» Stored records:
========

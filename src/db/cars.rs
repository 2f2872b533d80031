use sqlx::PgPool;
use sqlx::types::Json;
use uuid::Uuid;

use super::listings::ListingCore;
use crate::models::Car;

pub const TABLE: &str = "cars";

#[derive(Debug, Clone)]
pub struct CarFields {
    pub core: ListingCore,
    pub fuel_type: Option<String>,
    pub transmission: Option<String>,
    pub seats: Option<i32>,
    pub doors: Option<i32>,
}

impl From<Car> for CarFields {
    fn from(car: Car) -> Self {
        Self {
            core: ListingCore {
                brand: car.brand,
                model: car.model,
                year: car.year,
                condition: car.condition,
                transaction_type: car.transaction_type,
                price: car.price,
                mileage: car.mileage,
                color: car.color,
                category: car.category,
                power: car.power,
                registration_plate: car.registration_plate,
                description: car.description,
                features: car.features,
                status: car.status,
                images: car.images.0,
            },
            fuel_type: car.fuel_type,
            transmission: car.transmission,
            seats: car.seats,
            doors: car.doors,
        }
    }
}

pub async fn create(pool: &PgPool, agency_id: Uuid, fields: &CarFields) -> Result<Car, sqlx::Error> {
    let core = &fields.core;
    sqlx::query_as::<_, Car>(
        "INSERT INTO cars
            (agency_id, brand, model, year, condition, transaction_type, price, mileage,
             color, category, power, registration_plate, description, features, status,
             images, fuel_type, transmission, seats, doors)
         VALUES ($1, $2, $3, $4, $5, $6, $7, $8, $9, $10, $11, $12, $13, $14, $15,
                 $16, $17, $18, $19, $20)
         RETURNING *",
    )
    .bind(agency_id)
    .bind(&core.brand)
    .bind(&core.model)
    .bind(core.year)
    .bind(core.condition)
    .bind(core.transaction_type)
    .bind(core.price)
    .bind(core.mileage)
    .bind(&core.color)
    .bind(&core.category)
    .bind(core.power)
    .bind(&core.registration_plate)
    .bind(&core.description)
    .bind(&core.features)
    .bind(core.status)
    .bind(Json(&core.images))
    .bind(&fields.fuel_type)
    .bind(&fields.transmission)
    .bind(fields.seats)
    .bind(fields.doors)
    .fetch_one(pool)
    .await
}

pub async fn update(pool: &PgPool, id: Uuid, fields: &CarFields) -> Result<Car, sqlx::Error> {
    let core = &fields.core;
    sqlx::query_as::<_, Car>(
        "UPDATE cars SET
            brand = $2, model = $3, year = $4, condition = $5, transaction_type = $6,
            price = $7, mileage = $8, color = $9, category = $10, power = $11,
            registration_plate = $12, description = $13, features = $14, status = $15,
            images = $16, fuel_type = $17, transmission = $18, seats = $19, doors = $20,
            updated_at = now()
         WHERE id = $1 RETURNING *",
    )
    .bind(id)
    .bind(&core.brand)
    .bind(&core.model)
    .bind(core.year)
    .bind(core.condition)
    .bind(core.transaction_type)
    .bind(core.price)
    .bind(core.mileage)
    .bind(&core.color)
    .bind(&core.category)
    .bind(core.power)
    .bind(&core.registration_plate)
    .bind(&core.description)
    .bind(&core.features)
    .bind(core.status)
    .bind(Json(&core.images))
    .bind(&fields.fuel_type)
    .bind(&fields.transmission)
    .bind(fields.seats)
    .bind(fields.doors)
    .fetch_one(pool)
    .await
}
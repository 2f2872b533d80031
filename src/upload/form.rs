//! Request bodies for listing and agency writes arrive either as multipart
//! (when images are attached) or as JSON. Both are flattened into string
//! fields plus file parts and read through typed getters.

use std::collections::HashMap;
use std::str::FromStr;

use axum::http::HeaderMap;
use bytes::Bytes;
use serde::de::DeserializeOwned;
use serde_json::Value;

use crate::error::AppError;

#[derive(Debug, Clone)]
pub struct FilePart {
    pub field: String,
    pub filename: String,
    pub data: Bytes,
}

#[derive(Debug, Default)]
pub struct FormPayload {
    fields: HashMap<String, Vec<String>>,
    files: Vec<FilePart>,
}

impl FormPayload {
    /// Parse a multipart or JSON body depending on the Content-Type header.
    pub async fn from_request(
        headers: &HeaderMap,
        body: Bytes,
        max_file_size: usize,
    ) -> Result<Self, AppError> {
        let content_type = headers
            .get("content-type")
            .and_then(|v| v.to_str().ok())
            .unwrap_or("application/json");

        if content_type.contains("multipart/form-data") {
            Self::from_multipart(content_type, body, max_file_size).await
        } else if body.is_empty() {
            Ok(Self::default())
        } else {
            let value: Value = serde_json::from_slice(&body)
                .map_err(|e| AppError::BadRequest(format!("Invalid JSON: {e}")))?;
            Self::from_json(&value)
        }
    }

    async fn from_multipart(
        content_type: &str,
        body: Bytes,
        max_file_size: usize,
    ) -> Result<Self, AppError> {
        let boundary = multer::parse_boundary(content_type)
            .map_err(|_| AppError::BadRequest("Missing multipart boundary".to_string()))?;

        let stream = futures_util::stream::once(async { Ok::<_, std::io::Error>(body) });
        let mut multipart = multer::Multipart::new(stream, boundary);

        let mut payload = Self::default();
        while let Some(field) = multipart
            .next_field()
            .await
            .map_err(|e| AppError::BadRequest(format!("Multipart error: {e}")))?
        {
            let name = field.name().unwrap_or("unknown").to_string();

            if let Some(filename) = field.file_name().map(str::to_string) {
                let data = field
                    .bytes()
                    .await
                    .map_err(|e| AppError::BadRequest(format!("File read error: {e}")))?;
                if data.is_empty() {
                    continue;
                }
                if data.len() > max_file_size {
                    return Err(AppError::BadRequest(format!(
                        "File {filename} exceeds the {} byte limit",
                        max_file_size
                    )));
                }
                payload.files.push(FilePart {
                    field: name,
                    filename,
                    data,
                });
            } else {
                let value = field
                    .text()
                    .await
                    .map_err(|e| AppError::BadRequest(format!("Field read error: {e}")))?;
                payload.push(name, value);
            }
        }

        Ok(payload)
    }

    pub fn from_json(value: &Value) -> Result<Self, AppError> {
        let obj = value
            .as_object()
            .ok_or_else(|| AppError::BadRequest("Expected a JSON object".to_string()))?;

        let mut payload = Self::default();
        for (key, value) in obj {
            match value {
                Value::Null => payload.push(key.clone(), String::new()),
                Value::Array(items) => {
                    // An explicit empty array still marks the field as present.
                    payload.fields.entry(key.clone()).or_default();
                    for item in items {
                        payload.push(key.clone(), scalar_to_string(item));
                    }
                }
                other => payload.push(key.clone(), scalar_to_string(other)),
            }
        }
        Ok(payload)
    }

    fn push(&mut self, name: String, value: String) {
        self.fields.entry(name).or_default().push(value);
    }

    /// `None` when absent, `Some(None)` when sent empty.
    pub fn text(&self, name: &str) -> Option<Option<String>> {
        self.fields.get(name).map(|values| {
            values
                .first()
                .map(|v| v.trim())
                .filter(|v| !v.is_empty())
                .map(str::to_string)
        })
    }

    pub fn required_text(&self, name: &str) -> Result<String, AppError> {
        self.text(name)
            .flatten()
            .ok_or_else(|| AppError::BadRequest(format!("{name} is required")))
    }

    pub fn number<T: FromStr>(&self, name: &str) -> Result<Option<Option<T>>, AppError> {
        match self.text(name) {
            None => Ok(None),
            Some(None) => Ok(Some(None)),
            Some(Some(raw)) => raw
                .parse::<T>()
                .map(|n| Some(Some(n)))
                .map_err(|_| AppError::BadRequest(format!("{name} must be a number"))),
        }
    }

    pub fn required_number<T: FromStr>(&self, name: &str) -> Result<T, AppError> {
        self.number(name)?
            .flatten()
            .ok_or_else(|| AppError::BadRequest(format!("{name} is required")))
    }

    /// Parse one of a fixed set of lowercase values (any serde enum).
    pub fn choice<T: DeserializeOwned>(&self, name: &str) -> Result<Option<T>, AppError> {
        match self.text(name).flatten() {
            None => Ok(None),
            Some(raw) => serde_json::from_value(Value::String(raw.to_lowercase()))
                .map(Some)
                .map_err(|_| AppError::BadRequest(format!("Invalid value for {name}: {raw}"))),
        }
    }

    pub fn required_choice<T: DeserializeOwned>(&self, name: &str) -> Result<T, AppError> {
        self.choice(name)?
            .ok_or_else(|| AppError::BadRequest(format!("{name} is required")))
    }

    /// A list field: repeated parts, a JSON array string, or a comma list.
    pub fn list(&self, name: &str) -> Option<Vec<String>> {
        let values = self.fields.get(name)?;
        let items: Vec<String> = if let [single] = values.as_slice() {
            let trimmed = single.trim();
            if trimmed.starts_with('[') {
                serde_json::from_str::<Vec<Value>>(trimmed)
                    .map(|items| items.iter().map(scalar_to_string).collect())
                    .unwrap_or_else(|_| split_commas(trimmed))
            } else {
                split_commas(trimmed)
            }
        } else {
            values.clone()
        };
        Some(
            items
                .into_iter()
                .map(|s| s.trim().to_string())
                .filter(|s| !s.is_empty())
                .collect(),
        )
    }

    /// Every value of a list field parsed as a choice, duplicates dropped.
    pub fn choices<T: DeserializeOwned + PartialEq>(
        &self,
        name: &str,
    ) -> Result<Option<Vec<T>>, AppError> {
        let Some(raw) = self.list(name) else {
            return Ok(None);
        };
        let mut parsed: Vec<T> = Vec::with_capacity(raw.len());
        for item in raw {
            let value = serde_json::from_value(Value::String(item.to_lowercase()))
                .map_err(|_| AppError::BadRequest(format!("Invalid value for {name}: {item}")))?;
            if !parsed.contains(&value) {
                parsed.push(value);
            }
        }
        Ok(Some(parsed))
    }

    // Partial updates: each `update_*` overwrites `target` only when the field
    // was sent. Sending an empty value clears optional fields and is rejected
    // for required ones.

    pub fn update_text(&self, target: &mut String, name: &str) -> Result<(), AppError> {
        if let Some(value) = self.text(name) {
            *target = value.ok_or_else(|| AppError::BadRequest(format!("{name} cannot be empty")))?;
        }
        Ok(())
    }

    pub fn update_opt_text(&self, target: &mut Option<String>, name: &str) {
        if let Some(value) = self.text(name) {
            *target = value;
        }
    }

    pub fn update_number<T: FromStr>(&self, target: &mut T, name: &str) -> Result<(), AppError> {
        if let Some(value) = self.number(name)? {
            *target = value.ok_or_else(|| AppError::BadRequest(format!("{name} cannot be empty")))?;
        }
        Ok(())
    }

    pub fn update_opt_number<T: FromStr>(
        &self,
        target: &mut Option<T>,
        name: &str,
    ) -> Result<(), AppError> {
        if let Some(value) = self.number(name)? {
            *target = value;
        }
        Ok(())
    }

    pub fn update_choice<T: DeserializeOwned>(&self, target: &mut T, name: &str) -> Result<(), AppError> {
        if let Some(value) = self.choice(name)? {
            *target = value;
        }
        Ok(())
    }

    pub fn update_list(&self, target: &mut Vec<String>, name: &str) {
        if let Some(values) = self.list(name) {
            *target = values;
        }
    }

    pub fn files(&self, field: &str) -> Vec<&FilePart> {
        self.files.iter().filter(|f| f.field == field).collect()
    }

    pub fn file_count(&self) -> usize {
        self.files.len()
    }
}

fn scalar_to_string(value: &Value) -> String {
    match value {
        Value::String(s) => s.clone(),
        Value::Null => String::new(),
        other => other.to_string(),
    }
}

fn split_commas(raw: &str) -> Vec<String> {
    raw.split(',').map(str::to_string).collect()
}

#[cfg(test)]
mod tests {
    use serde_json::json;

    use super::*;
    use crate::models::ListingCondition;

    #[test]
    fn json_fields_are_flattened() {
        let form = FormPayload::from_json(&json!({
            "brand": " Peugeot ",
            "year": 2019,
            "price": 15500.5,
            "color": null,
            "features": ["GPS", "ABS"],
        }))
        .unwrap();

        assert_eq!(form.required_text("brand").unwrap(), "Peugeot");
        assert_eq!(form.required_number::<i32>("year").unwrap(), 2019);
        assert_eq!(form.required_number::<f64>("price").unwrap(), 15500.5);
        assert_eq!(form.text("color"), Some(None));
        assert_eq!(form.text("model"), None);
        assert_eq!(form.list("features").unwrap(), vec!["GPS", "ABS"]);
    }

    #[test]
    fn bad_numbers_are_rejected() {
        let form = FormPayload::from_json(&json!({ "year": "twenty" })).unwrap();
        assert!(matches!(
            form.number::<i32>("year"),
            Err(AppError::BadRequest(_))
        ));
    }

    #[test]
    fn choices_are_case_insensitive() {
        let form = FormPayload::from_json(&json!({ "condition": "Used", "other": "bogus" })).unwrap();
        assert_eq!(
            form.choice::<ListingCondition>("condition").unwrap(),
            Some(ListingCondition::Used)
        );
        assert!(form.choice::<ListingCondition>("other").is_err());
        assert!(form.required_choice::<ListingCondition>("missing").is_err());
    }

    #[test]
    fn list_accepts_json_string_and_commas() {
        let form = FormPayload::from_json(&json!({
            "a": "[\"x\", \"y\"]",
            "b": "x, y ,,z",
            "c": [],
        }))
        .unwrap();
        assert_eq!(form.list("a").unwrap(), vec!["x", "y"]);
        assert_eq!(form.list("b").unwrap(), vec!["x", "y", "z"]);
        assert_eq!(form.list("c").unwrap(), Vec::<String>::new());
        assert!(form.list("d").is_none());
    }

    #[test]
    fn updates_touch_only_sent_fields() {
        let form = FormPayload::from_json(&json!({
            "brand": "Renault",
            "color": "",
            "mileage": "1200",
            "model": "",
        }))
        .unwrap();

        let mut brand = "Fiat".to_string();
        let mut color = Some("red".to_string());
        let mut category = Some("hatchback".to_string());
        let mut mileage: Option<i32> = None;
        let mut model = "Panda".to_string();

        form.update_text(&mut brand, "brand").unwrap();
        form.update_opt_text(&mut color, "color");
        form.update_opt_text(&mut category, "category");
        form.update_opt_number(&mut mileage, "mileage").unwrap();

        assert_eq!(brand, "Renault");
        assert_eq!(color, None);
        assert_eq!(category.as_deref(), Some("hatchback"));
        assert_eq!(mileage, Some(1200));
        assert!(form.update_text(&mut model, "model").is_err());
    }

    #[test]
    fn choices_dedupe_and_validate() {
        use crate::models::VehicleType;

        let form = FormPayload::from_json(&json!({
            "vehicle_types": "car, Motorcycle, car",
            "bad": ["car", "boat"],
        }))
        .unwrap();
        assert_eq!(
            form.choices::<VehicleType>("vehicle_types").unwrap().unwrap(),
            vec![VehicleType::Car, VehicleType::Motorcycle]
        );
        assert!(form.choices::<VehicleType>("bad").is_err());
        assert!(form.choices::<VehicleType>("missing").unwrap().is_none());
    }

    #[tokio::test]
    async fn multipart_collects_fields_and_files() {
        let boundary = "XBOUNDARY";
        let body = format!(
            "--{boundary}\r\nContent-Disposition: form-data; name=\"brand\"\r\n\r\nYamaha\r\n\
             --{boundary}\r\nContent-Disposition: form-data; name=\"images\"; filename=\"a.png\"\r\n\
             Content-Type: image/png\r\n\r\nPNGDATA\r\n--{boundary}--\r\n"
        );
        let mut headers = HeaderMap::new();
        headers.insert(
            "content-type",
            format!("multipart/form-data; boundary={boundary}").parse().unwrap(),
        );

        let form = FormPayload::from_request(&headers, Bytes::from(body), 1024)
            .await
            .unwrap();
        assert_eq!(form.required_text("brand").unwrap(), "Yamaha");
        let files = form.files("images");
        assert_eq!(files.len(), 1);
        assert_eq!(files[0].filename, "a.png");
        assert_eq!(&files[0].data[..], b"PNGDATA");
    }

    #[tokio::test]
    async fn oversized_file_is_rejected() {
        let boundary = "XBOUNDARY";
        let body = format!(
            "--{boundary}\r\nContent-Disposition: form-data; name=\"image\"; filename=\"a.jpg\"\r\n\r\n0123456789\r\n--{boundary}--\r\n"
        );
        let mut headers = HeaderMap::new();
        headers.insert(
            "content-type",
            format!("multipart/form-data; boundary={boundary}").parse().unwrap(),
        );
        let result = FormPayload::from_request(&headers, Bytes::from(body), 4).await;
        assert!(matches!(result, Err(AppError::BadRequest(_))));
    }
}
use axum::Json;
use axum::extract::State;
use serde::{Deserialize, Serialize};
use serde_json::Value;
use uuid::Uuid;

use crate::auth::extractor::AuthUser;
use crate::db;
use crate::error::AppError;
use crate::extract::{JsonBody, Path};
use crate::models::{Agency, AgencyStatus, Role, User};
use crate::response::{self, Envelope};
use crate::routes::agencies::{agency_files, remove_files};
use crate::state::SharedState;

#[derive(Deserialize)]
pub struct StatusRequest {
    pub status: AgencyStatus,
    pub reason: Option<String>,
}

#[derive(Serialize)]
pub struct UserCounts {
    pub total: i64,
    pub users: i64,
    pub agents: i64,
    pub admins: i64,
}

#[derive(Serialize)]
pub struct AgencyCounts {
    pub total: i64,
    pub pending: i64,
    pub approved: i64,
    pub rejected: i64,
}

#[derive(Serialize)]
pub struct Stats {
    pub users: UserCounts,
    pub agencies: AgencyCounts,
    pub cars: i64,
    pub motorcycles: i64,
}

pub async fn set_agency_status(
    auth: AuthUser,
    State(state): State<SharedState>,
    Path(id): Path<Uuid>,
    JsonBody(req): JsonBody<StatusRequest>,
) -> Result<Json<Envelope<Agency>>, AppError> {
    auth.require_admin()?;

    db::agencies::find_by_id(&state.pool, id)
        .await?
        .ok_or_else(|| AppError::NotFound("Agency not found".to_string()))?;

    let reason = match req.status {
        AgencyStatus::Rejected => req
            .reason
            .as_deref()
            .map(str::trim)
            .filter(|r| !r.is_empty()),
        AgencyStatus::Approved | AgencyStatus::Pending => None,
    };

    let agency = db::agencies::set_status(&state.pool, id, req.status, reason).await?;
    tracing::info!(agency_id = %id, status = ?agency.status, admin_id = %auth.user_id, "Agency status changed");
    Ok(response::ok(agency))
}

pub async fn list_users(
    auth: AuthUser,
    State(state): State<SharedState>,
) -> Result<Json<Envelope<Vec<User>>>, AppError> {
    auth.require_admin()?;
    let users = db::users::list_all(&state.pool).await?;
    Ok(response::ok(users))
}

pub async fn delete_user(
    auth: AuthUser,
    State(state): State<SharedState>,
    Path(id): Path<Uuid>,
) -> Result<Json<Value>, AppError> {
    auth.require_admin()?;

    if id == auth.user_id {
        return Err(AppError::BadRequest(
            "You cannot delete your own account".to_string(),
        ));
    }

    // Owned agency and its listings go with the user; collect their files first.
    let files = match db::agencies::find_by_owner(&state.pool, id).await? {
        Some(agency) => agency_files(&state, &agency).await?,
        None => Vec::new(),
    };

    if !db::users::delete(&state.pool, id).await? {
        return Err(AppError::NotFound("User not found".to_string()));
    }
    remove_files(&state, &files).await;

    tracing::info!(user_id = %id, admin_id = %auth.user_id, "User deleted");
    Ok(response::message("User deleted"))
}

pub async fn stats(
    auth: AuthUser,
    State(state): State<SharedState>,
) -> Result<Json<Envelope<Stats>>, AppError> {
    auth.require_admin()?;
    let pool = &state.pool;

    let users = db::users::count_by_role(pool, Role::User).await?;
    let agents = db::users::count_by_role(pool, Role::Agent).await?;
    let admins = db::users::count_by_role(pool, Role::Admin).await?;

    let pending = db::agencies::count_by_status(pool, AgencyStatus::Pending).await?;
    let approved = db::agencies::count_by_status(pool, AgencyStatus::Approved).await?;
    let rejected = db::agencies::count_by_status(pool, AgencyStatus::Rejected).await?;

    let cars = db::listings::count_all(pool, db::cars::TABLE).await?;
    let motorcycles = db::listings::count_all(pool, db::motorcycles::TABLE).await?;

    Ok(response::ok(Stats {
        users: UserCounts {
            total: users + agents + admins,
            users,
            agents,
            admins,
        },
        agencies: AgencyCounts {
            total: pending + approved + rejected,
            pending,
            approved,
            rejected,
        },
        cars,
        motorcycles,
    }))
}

========

» WORK ITEM: Give back precisely the lines above that start at the line containing "use axum::extract::State;" and end at the line containing "id, req.status, reason).await?;", inclusive. No other lines belong in the output.

» FINISHED EXERCISE:
use axum::extract::State;
use serde::{Deserialize, Serialize};
use serde_json::Value;
use uuid::Uuid;

use crate::auth::extractor::AuthUser;
use crate::db;
use crate::error::AppError;
use crate::extract::{JsonBody, Path};
use crate::models::{Agency, AgencyStatus, Role, User};
use crate::response::{self, Envelope};
use crate::routes::agencies::{agency_files, remove_files};
use crate::state::SharedState;

#[derive(Deserialize)]
pub struct StatusRequest {
    pub status: AgencyStatus,
    pub reason: Option<String>,
}

#[derive(Serialize)]
pub struct UserCounts {
    pub total: i64,
    pub users: i64,
    pub agents: i64,
    pub admins: i64,
}

#[derive(Serialize)]
pub struct AgencyCounts {
    pub total: i64,
    pub pending: i64,
    pub approved: i64,
    pub rejected: i64,
}

#[derive(Serialize)]
pub struct Stats {
    pub users: UserCounts,
    pub agencies: AgencyCounts,
    pub cars: i64,
    pub motorcycles: i64,
}

pub async fn set_agency_status(
    auth: AuthUser,
    State(state): State<SharedState>,
    Path(id): Path<Uuid>,
    JsonBody(req): JsonBody<StatusRequest>,
) -> Result<Json<Envelope<Agency>>, AppError> {
    auth.require_admin()?;

    db::agencies::find_by_id(&state.pool, id)
        .await?
        .ok_or_else(|| AppError::NotFound("Agency not found".to_string()))?;

    let reason = match req.status {
        AgencyStatus::Rejected => req
            .reason
            .as_deref()
            .map(str::trim)
            .filter(|r| !r.is_empty()),
        AgencyStatus::Approved | AgencyStatus::Pending => None,
    };

    let agency = db::agencies::set_status(&state.pool, id, req.status, reason).await?;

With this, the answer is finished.